+++ RECORDS FOR THE TASK +++
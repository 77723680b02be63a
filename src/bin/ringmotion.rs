use std::{
    fs::File,
    io::BufReader,
    path::{Path, PathBuf},
};

use anyhow::Context as _;
use clap::{Parser, Subcommand, ValueEnum};

#[derive(Parser, Debug)]
#[command(name = "ringmotion", version)]
struct Cli {
    #[command(subcommand)]
    cmd: Command,
}

#[derive(Subcommand, Debug)]
enum Command {
    /// Render the chart at one point in time (SVG, PNG or JSON by output extension).
    Frame(FrameArgs),
    /// Render a numbered frame sequence into a directory.
    Render(RenderArgs),
}

#[derive(Parser, Debug)]
struct FrameArgs {
    /// Input chart JSON.
    #[arg(long = "in")]
    in_path: PathBuf,

    /// Seconds since mount.
    #[arg(long, default_value_t = 0.0)]
    at: f64,

    /// Output path (.svg, .png or .json).
    #[arg(long)]
    out: PathBuf,

    #[command(flatten)]
    playback: PlaybackArgs,
}

#[derive(Parser, Debug)]
struct RenderArgs {
    /// Input chart JSON.
    #[arg(long = "in")]
    in_path: PathBuf,

    /// Output directory for `frame_NNNNN.<ext>` files.
    #[arg(long)]
    out_dir: PathBuf,

    /// Seconds of animation to render.
    #[arg(long, default_value_t = 2.5)]
    duration: f64,

    /// Frame file format.
    #[arg(long, value_enum, default_value_t = FormatChoice::Png)]
    format: FormatChoice,

    #[command(flatten)]
    playback: PlaybackArgs,
}

#[derive(clap::Args, Debug)]
struct PlaybackArgs {
    /// Frames per second; defaults to the chart's own rate.
    #[arg(long)]
    fps: Option<u32>,

    /// Ring index hovered from the first frame.
    #[arg(long)]
    hover: Option<usize>,

    /// Background color behind the chart.
    #[arg(long, default_value = "#09090b")]
    background: String,

    /// Leave the background transparent.
    #[arg(long, conflicts_with = "background")]
    transparent: bool,
}

#[derive(Clone, Copy, Debug, ValueEnum)]
enum FormatChoice {
    Svg,
    Png,
}

fn main() -> anyhow::Result<()> {
    let cli = Cli::parse();
    match cli.cmd {
        Command::Frame(args) => cmd_frame(args),
        Command::Render(args) => cmd_render(args),
    }
}

fn read_chart_json(path: &Path) -> anyhow::Result<ringmotion::ChartSpec> {
    let f = File::open(path).with_context(|| format!("open chart '{}'", path.display()))?;
    let r = BufReader::new(f);
    let spec: ringmotion::ChartSpec =
        serde_json::from_reader(r).with_context(|| "parse chart JSON")?;
    spec.validate()?;
    Ok(spec)
}

fn playback_opts(
    args: &PlaybackArgs,
    spec: &ringmotion::ChartSpec,
) -> anyhow::Result<ringmotion::PlaybackOpts> {
    if let Some(index) = args.hover {
        if index >= spec.data.len() {
            anyhow::bail!(
                "--hover {index} is out of range (chart has {} rings)",
                spec.data.len()
            );
        }
    }
    let fps = args
        .fps
        .map(|n| ringmotion::Fps::new(n, 1))
        .transpose()?;
    Ok(ringmotion::PlaybackOpts {
        fps,
        hover: args.hover,
        background: (!args.transparent).then(|| args.background.clone()),
    })
}

fn cmd_frame(args: FrameArgs) -> anyhow::Result<()> {
    let spec = read_chart_json(&args.in_path)?;
    let opts = playback_opts(&args.playback, &spec)?;

    if let Some(parent) = args.out.parent().filter(|p| !p.as_os_str().is_empty()) {
        std::fs::create_dir_all(parent)
            .with_context(|| format!("create output dir '{}'", parent.display()))?;
    }

    let ext = args
        .out
        .extension()
        .and_then(|e| e.to_str())
        .map(str::to_ascii_lowercase);
    match ext.as_deref() {
        Some("svg") => {
            let svg = ringmotion::render_svg_at(&spec, args.at, &opts)?;
            std::fs::write(&args.out, svg)
                .with_context(|| format!("write svg '{}'", args.out.display()))?;
        }
        Some("png") => {
            let svg = ringmotion::render_svg_at(&spec, args.at, &opts)?;
            let frame = ringmotion::rasterize_svg(&svg, spec.canvas)?;
            ringmotion::write_png(&args.out, &frame)?;
        }
        Some("json") => {
            let frame = ringmotion::render_frame_at(&spec, args.at, &opts)?;
            let f = File::create(&args.out)
                .with_context(|| format!("create '{}'", args.out.display()))?;
            serde_json::to_writer_pretty(f, &frame).with_context(|| "write frame JSON")?;
        }
        _ => anyhow::bail!(
            "unsupported output extension for '{}' (expected .svg, .png or .json)",
            args.out.display()
        ),
    }

    eprintln!("wrote {}", args.out.display());
    Ok(())
}

fn cmd_render(args: RenderArgs) -> anyhow::Result<()> {
    let spec = read_chart_json(&args.in_path)?;
    let opts = playback_opts(&args.playback, &spec)?;

    let format = match args.format {
        FormatChoice::Svg => ringmotion::ImageFormat::Svg,
        FormatChoice::Png => ringmotion::ImageFormat::Png,
    };
    let mut sink = ringmotion::DirSink::new(&args.out_dir, format);
    let frames = ringmotion::render_sequence(&spec, args.duration, &opts, &mut sink)?;

    eprintln!("wrote {frames} frames to {}", args.out_dir.display());
    Ok(())
}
+++
ASSIGNED TASK
Reproduce all of the entries above verbatim.

YOUR RESPONSE
repository 77723680b02be63a
filename src/bin/ringmotion.rs
use std::{
    fs::File,
    io::BufReader,
    path::{Path, PathBuf},
};

use anyhow::Context as _;
use clap::{Parser, Subcommand, ValueEnum};

#[derive(Parser, Debug)]
#[command(name = "ringmotion", version)]
struct Cli {
    #[command(subcommand)]
    cmd: Command,
}

#[derive(Subcommand, Debug)]
enum Command {
    /// Render the chart at one point in time (SVG, PNG or JSON by output extension).
    Frame(FrameArgs),
    /// Render a numbered frame sequence into a directory.
    Render(RenderArgs),
}

#[derive(Parser, Debug)]
struct FrameArgs {
    /// Input chart JSON.
    #[arg(long = "in")]
    in_path: PathBuf,

    /// Seconds since mount.
    #[arg(long, default_value_t = 0.0)]
    at: f64,

    /// Output path (.svg, .png or .json).
    #[arg(long)]
    out: PathBuf,

    #[command(flatten)]
    playback: PlaybackArgs,
}

#[derive(Parser, Debug)]
struct RenderArgs {
    /// Input chart JSON.
    #[arg(long = "in")]
    in_path: PathBuf,

    /// Output directory for `frame_NNNNN.<ext>` files.
    #[arg(long)]
    out_dir: PathBuf,

    /// Seconds of animation to render.
    #[arg(long, default_value_t = 2.5)]
    duration: f64,

    /// Frame file format.
    #[arg(long, value_enum, default_value_t = FormatChoice::Png)]
    format: FormatChoice,

    #[command(flatten)]
    playback: PlaybackArgs,
}

#[derive(clap::Args, Debug)]
struct PlaybackArgs {
    /// Frames per second; defaults to the chart's own rate.
    #[arg(long)]
    fps: Option<u32>,

    /// Ring index hovered from the first frame.
    #[arg(long)]
    hover: Option<usize>,

    /// Background color behind the chart.
    #[arg(long, default_value = "#09090b")]
    background: String,

    /// Leave the background transparent.
    #[arg(long, conflicts_with = "background")]
    transparent: bool,
}

#[derive(Clone, Copy, Debug, ValueEnum)]
enum FormatChoice {
    Svg,
    Png,
}

fn main() -> anyhow::Result<()> {
    let cli = Cli::parse();
    match cli.cmd {
        Command::Frame(args) => cmd_frame(args),
        Command::Render(args) => cmd_render(args),
    }
}

fn read_chart_json(path: &Path) -> anyhow::Result<ringmotion::ChartSpec> {
    let f = File::open(path).with_context(|| format!("open chart '{}'", path.display()))?;
    let r = BufReader::new(f);
    let spec: ringmotion::ChartSpec =
        serde_json::from_reader(r).with_context(|| "parse chart JSON")?;
    spec.validate()?;
    Ok(spec)
}

fn playback_opts(
    args: &PlaybackArgs,
    spec: &ringmotion::ChartSpec,
) -> anyhow::Result<ringmotion::PlaybackOpts> {
    if let Some(index) = args.hover {
        if index >= spec.data.len() {
            anyhow::bail!(
                "--hover {index} is out of range (chart has {} rings)",
                spec.data.len()
            );
        }
    }
    let fps = args
        .fps
        .map(|n| ringmotion::Fps::new(n, 1))
        .transpose()?;
    Ok(ringmotion::PlaybackOpts {
        fps,
        hover: args.hover,
        background: (!args.transparent).then(|| args.background.clone()),
    })
}

fn cmd_frame(args: FrameArgs) -> anyhow::Result<()> {
    let spec = read_chart_json(&args.in_path)?;
    let opts = playback_opts(&args.playback, &spec)?;

    if let Some(parent) = args.out.parent().filter(|p| !p.as_os_str().is_empty()) {
        std::fs::create_dir_all(parent)
            .with_context(|| format!("create output dir '{}'", parent.display()))?;
    }

    let ext = args
        .out
        .extension()
        .and_then(|e| e.to_str())
        .map(str::to_ascii_lowercase);
    match ext.as_deref() {
        Some("svg") => {
            let svg = ringmotion::render_svg_at(&spec, args.at, &opts)?;
            std::fs::write(&args.out, svg)
                .with_context(|| format!("write svg '{}'", args.out.display()))?;
        }
        Some("png") => {
            let svg = ringmotion::render_svg_at(&spec, args.at, &opts)?;
            let frame = ringmotion::rasterize_svg(&svg, spec.canvas)?;
            ringmotion::write_png(&args.out, &frame)?;
        }
        Some("json") => {
            let frame = ringmotion::render_frame_at(&spec, args.at, &opts)?;
            let f = File::create(&args.out)
                .with_context(|| format!("create '{}'", args.out.display()))?;
            serde_json::to_writer_pretty(f, &frame).with_context(|| "write frame JSON")?;
        }
        _ => anyhow::bail!(
            "unsupported output extension for '{}' (expected .svg, .png or .json)",
            args.out.display()
        ),
    }

    eprintln!("wrote {}", args.out.display());
    Ok(())
}

fn cmd_render(args: RenderArgs) -> anyhow::Result<()> {
    let spec = read_chart_json(&args.in_path)?;
    let opts = playback_opts(&args.playback, &spec)?;

    let format = match args.format {
        FormatChoice::Svg => ringmotion::ImageFormat::Svg,
        FormatChoice::Png => ringmotion::ImageFormat::Png,
    };
    let mut sink = ringmotion::DirSink::new(&args.out_dir, format);
    let frames = ringmotion::render_sequence(&spec, args.duration, &opts, &mut sink)?;

    eprintln!("wrote {frames} frames to {}", args.out_dir.display());
    Ok(())
}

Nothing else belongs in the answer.